TASK TO CARRY OUT –
Run through the records and, wherever a line holds the word "OpenAiMessage", return that line.

(Saved entries)
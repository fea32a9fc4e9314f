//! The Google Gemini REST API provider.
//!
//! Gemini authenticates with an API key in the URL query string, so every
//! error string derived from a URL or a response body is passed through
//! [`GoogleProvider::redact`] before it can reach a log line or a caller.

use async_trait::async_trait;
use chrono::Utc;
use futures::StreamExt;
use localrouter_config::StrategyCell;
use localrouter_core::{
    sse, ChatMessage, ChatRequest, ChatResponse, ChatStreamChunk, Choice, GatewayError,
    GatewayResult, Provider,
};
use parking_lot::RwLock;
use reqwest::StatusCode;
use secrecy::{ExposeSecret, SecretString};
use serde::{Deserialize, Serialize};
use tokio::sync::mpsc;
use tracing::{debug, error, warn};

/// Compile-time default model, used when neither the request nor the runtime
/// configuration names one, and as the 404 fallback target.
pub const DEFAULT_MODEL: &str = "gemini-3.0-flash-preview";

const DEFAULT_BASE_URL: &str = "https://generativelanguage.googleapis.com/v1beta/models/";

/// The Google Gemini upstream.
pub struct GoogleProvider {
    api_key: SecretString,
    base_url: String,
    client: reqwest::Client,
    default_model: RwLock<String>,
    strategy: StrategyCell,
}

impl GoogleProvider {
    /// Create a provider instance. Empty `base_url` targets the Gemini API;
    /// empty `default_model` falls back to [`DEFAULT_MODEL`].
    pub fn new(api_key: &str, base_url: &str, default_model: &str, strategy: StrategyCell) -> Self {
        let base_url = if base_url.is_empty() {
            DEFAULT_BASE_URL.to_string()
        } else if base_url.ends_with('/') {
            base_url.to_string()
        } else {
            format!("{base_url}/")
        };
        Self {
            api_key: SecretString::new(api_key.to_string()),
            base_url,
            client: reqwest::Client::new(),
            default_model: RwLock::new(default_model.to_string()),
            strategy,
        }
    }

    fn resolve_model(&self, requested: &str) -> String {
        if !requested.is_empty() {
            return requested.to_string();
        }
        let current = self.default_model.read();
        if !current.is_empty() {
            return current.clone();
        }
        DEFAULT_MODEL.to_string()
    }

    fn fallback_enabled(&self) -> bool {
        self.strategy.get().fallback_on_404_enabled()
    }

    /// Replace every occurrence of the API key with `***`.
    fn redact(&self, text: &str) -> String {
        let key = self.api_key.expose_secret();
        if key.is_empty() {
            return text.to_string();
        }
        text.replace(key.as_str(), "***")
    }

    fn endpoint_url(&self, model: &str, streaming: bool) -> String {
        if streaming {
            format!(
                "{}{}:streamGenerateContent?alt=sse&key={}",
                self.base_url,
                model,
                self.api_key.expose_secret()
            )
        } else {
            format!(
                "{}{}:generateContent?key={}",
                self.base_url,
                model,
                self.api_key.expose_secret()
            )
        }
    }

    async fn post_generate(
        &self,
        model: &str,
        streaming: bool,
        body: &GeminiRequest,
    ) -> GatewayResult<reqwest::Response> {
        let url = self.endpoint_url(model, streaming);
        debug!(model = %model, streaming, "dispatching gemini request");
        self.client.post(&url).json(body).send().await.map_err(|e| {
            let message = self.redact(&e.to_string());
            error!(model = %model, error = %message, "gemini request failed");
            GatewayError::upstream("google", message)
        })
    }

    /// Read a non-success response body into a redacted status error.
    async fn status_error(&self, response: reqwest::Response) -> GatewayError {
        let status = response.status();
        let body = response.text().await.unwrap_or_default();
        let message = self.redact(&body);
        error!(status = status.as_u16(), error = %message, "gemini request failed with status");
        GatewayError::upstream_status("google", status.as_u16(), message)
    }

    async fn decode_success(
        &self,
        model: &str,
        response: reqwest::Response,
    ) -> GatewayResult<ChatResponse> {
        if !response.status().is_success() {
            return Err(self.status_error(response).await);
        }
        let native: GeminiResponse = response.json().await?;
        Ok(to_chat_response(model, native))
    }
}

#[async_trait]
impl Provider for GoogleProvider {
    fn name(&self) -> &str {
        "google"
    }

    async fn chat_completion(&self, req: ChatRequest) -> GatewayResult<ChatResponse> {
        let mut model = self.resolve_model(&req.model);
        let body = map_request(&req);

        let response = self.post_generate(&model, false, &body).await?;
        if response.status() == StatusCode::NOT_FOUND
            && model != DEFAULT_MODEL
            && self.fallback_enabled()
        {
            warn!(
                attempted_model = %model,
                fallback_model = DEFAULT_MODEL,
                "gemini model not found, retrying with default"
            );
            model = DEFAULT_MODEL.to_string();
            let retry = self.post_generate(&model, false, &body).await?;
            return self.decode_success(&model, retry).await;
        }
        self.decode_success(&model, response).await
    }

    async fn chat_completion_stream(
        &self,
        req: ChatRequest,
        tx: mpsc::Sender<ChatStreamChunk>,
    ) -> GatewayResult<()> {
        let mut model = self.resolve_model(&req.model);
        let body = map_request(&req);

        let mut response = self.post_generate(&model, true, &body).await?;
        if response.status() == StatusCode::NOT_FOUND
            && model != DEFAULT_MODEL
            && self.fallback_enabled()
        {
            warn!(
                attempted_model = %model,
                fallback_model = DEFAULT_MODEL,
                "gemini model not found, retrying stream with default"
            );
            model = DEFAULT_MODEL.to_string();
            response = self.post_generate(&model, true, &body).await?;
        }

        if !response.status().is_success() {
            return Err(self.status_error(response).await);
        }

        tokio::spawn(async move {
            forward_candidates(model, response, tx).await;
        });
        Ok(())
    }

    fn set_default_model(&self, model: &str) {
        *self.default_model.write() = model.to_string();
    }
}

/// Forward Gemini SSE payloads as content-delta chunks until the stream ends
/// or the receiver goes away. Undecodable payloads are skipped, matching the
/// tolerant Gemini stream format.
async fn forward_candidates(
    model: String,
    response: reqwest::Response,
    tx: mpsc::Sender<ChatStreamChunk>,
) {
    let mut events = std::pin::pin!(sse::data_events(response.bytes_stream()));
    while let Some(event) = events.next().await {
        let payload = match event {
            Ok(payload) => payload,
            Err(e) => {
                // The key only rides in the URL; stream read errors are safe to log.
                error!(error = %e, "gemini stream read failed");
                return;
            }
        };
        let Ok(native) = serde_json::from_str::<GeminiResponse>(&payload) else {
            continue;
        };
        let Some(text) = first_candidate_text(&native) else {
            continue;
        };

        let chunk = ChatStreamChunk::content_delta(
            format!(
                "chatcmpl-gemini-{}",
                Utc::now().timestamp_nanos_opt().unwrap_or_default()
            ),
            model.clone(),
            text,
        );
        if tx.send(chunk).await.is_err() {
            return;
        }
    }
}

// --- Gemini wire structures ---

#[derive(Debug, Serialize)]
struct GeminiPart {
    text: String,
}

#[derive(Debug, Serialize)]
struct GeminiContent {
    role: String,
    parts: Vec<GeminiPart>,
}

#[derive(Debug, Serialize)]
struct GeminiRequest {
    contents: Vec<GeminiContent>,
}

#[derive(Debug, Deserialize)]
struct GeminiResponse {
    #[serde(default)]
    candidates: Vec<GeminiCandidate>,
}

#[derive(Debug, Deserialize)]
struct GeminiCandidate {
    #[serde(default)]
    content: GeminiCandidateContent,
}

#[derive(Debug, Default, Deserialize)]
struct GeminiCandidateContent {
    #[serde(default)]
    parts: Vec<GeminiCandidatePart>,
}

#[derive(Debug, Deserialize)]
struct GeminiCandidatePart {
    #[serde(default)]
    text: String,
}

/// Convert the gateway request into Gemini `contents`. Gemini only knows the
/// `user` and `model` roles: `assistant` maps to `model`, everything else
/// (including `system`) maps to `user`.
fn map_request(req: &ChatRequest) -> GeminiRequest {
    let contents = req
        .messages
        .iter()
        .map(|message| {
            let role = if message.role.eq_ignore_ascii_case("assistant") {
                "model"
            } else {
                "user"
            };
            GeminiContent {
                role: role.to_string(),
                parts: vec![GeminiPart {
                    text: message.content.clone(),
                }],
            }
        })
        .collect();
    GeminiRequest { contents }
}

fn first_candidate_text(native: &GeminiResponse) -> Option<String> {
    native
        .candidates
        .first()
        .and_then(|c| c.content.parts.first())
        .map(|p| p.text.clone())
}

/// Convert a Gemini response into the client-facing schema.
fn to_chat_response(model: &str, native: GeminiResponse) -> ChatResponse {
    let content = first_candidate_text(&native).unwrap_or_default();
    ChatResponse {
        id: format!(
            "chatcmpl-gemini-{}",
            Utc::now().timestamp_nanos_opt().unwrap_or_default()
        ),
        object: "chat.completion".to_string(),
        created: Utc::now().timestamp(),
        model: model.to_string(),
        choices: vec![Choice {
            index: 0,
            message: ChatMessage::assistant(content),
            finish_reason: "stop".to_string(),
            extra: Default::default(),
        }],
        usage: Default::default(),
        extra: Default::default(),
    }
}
...
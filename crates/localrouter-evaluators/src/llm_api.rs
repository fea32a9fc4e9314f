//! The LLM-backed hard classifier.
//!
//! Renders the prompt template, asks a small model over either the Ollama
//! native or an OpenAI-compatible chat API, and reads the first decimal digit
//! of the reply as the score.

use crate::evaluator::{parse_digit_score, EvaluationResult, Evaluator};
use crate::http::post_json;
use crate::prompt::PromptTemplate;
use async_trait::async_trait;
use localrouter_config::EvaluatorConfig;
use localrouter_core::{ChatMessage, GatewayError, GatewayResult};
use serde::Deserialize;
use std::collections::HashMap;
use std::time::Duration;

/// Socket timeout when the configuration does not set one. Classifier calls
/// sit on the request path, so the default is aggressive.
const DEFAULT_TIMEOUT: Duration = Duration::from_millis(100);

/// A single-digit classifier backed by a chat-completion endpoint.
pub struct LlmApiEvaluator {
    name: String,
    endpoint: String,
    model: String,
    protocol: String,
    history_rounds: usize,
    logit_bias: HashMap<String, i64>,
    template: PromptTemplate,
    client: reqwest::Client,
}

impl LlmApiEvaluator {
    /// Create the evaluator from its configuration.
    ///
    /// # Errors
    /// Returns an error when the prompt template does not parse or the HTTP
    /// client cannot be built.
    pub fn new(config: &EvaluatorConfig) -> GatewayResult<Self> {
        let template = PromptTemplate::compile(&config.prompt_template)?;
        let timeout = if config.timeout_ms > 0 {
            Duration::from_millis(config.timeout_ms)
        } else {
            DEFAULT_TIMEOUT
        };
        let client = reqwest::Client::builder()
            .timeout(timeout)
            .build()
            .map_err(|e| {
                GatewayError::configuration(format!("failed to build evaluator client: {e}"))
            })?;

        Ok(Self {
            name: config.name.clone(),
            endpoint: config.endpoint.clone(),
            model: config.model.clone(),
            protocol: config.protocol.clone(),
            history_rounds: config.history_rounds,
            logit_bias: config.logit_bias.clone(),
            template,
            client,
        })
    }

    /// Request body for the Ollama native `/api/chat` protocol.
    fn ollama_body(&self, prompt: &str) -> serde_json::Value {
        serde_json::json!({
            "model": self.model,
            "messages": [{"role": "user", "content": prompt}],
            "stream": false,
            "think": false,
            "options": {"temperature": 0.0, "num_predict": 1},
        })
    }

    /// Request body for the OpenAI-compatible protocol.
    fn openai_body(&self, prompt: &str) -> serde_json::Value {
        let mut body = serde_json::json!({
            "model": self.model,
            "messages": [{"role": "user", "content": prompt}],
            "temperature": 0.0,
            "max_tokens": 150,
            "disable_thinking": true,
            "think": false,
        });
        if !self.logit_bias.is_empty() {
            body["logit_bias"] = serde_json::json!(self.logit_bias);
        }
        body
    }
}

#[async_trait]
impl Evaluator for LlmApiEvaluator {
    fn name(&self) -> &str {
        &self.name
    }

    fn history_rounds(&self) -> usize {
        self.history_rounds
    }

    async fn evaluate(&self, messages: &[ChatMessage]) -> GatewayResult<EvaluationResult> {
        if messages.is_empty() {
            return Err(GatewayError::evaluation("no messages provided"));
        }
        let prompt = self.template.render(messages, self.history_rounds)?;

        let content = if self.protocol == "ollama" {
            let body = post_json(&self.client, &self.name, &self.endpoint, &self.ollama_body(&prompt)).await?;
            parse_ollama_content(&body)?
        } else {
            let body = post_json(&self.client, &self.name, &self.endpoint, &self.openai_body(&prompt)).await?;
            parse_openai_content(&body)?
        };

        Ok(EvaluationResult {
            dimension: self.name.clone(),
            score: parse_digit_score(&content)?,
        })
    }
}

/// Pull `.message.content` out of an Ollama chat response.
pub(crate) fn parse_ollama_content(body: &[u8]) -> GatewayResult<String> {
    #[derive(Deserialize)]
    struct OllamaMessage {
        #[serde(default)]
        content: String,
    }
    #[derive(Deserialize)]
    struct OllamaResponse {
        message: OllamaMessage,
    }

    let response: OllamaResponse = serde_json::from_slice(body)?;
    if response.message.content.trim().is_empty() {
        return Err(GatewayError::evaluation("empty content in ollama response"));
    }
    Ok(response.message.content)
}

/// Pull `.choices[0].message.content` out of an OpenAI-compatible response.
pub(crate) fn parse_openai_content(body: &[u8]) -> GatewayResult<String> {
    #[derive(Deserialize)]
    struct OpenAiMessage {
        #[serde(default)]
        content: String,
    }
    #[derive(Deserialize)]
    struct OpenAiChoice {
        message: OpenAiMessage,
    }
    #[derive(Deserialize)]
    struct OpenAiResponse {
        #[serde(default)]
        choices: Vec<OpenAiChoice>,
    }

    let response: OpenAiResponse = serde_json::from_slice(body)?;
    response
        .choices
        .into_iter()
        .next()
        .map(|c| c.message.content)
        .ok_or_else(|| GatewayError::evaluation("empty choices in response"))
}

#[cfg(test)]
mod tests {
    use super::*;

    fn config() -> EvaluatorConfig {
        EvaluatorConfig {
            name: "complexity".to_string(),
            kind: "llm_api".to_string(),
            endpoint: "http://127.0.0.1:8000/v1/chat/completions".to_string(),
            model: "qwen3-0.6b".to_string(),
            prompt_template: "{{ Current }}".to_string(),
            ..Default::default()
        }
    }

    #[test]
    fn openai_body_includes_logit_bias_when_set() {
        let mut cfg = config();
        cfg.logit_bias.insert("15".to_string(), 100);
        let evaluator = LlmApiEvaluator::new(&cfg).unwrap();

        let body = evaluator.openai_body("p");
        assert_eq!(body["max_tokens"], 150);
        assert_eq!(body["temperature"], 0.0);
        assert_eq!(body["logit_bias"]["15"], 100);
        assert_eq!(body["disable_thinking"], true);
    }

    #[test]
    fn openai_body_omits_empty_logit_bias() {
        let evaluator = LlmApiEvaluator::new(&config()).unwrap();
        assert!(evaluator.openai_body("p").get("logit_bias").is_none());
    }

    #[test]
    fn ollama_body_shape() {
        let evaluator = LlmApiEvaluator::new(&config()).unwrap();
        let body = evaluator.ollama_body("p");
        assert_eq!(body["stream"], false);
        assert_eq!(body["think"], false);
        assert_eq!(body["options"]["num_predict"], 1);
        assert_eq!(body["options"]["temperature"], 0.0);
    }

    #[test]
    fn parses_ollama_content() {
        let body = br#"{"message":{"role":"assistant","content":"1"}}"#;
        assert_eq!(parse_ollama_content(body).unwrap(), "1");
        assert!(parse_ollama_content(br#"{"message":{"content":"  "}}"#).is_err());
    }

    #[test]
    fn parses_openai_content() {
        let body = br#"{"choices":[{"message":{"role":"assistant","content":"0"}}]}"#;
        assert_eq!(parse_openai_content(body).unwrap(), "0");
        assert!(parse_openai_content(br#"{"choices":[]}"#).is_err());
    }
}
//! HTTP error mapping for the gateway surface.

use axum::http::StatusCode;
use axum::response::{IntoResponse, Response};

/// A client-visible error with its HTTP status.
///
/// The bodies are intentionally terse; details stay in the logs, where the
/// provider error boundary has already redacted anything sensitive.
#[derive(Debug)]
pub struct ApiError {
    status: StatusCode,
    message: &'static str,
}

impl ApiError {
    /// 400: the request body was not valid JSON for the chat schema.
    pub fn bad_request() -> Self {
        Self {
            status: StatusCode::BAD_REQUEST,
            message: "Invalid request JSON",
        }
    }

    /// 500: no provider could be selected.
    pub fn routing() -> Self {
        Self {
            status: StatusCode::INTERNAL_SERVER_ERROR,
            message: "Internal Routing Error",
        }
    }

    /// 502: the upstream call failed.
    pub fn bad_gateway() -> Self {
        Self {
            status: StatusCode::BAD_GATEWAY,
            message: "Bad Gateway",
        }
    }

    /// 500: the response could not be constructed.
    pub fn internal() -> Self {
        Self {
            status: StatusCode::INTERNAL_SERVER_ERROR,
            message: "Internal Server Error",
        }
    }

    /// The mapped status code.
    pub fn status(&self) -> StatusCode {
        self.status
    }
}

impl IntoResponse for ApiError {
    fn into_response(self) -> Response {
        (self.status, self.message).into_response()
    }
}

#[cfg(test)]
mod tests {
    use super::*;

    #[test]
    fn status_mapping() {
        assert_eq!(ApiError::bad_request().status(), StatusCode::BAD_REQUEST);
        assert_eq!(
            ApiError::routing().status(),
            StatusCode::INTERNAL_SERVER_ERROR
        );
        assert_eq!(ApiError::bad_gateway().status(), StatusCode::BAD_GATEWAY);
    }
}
* * *
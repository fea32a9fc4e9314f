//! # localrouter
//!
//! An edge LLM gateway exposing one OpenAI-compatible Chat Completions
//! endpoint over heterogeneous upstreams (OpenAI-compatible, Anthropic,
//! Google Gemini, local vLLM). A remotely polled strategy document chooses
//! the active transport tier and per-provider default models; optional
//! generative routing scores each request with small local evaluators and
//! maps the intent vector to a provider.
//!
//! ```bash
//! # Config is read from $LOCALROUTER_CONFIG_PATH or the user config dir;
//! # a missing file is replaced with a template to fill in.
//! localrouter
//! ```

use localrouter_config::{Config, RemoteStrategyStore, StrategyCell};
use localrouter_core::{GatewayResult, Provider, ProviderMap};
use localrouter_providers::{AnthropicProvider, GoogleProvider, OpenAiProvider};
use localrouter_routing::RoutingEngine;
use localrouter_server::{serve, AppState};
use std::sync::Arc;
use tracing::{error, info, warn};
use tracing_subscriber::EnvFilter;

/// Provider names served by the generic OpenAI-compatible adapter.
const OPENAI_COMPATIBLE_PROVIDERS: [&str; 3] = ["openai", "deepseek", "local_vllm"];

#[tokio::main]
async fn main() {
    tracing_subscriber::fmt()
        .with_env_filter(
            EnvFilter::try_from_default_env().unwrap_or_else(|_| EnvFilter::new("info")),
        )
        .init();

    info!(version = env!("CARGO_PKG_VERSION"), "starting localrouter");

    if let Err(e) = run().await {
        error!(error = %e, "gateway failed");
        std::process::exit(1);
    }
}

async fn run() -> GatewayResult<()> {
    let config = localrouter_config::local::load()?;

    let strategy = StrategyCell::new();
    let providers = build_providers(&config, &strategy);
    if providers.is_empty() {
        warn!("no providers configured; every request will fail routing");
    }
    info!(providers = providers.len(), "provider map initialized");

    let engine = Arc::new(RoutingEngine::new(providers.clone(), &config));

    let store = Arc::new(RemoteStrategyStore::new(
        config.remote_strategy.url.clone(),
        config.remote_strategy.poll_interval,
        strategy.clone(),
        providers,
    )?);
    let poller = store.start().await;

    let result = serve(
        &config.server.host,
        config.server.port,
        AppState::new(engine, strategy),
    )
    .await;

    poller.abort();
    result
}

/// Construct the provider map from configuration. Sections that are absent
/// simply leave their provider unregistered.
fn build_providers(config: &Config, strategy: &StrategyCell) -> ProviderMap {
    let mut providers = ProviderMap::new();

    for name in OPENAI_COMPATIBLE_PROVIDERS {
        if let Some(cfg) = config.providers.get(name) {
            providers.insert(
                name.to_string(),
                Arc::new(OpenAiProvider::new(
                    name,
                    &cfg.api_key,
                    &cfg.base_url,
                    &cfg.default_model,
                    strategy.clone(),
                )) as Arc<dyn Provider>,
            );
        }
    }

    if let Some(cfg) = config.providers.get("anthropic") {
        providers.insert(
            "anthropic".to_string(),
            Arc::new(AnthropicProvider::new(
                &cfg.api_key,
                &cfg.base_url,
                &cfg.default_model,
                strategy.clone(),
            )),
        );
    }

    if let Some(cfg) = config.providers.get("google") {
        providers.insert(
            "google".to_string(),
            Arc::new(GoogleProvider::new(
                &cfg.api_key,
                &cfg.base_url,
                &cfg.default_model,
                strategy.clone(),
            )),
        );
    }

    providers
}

ANSWER BOX –
    struct OpenAiMessage {
        message: OpenAiMessage,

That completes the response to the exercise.